Firstly, ensure Python3 and Git are installed on your system. Then clone the repository:

git clone {SSH/URL}

Then proceed to set up the env.py file with your snowflake connection

import snowflake.connector

# Connecting to Snowflake using the default authenticator
conn = snowflake.connector.connect(
    user="USERNAME",
    password="PASSWORD",
    account="PROD URL",
    warehouse="WAREHOUSE",
    database="DATABASE",
    schema="SCHEMA"
)

Finally, create the venv and install the reuqirements via the below command:

python3 -m venv venv
source venv/bin/activate
pip install -r requirements.txt

And from here you are ready to use the repository.

Usage

This repository is a collection of jupyter notebooks fed via snowflake connector to our data warehouse.

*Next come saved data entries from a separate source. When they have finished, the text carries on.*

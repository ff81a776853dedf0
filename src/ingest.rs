// src/ingest.rs - Decodes sensor frames and applies them to the joint store
use nalgebra::Vector2;
use serde::de::IgnoredAny;
use serde::Deserialize;
use std::collections::HashMap;
use tracing::debug;

use crate::joints::{HandState, JointStateStore, TrackingState, HAND_LEFT, HAND_RIGHT, SKELETON_JOINTS};

/// A field that either decodes as `T` or is kept as a marker that it was
/// present but malformed, so one bad entry never rejects the whole payload.
#[derive(Debug, Deserialize)]
#[serde(untagged)]
enum Lenient<T> {
    Valid(T),
    Malformed(IgnoredAny),
}

impl<T> Lenient<T> {
    fn into_option(self) -> Option<T> {
        match self {
            Lenient::Valid(value) => Some(value),
            Lenient::Malformed(_) => None,
        }
    }
}

#[derive(Debug, Deserialize)]
#[serde(transparent)]
struct PositionsPayload(HashMap<String, Lenient<Vec<f64>>>);

#[derive(Debug, Default, Deserialize)]
struct StatePayload {
    #[serde(default, rename = "Joints")]
    joints: Option<Lenient<HashMap<String, Lenient<JointStateEntry>>>>,
    #[serde(default, rename = "HandLeftState")]
    hand_left_state: Option<Lenient<i64>>,
    #[serde(default, rename = "HandRightState")]
    hand_right_state: Option<Lenient<i64>>,
}

#[derive(Debug, Deserialize)]
struct JointStateEntry {
    #[serde(rename = "TrackingState")]
    tracking_state: i64,
}

#[derive(Debug, Clone, Copy, Default, PartialEq, Eq)]
pub struct IngestStats {
    pub frames: u64,
    pub positions_applied: u64,
    pub fields_skipped: u64,
}

/// Sole writer of the joint store.
#[derive(Debug, Default)]
pub struct FrameIngestor {
    stats: IngestStats,
}

impl FrameIngestor {
    pub fn new() -> Self {
        Self::default()
    }

    pub fn stats(&self) -> IngestStats {
        self.stats
    }

    /// Apply one frame. Positions are written first so that tracking and hand
    /// states from the same frame land on joints that already exist. Nothing
    /// here fails; bad fields are skipped and prior state is left untouched.
    pub fn ingest(&mut self, store: &mut JointStateStore, state_payload: &str, position_payload: &str) {
        let positions = self.decode_positions(position_payload);
        let state = self.decode_state(state_payload);

        store.begin_frame();
        self.stats.frames += 1;

        for (name, entry) in positions {
            match entry.into_option() {
                Some(coords) if coords.len() >= 2 => {
                    if !store.contains(&name) && !SKELETON_JOINTS.contains(name.as_str()) {
                        debug!("Tracking non-skeleton joint '{}'", name);
                    }
                    store.set_raw_position(&name, Vector2::new(coords[0], coords[1]));
                    self.stats.positions_applied += 1;
                }
                _ => self.skip(format_args!("position for '{}'", name)),
            }
        }

        let Some(state) = state else {
            return;
        };

        match state.joints.map(Lenient::into_option) {
            Some(Some(joints)) => {
                for (name, entry) in joints {
                    let code = entry.into_option().map(|e| e.tracking_state);
                    match code.and_then(TrackingState::from_code) {
                        Some(tracking_state) => match store.joint_mut(&name) {
                            Some(joint) => joint.tracking_state = tracking_state,
                            None => self.skip(format_args!("state for unseen joint '{}'", name)),
                        },
                        None => self.skip(format_args!("tracking state for '{}'", name)),
                    }
                }
            }
            Some(None) => self.skip(format_args!("'Joints' section")),
            None => debug!("State payload has no 'Joints' section"),
        }

        self.apply_hand_state(store, HAND_LEFT, state.hand_left_state);
        self.apply_hand_state(store, HAND_RIGHT, state.hand_right_state);
    }

    fn apply_hand_state(&mut self, store: &mut JointStateStore, joint_name: &str, field: Option<Lenient<i64>>) {
        let Some(field) = field else {
            return;
        };
        match field.into_option().and_then(HandState::from_code) {
            Some(hand_state) => match store.joint_mut(joint_name) {
                Some(joint) => joint.hand_state = Some(hand_state),
                None => self.skip(format_args!("hand state for unseen joint '{}'", joint_name)),
            },
            None => self.skip(format_args!("hand state for '{}'", joint_name)),
        }
    }

    fn decode_positions(&mut self, payload: &str) -> HashMap<String, Lenient<Vec<f64>>> {
        if payload.trim().is_empty() {
            return HashMap::new();
        }
        match serde_json::from_str::<PositionsPayload>(payload) {
            Ok(PositionsPayload(positions)) => positions,
            Err(e) => {
                self.skip(format_args!("position payload ({})", e));
                HashMap::new()
            }
        }
    }

    fn decode_state(&mut self, payload: &str) -> Option<StatePayload> {
        if payload.trim().is_empty() {
            return None;
        }
        match serde_json::from_str::<StatePayload>(payload) {
            Ok(state) => Some(state),
            Err(e) => {
                self.skip(format_args!("state payload ({})", e));
                None
            }
        }
    }

    fn skip(&mut self, what: std::fmt::Arguments<'_>) {
        self.stats.fields_skipped += 1;
        debug!("Skipping malformed {}", what);
    }
}
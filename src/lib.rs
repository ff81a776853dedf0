// src/lib.rs - Skeletal tracking fusion and theremin control pipeline
pub mod config;
pub mod control;
pub mod data;
pub mod error;
pub mod gesture;
pub mod ingest;
pub mod joints;
pub mod mapping;
pub mod pipeline;
pub mod smoothing;
pub mod sound;
pub mod transport;

pub use config::PipelineConfig;
pub use control::{ControlState, InstrumentCatalog};
pub use data::SessionRecorder;
pub use error::{PipelineError, Result};
pub use gesture::{GestureEvent, Hand};
pub use joints::{Joint, JointStateStore};
pub use pipeline::{Pipeline, TickOutput};
pub use transport::TransportEvent;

As such, you will need to activate the python shell as above and ensure all dependancies are active.

We also recommend you install the Jupyter Notebooks Plugin for VSCode or use a specific Data Science IDE such as Jetbrains Dataspell

Activate the kernal using the GUI on any notebook, and proceed to run all cells to resume working or review a report.

Contributing

Please ensure that you follow the below steps to contribute to this repository.

If you have installed new dependancies to the venv, then run the below command:

pip freeze > requirements.txt

This will allow other Data Scientists to install these dependancies

Next, when creating a new .ipynb file, please create a branch, and open a pull request to add this to the master branch.

Ensure all complex functions or ML models are well documented.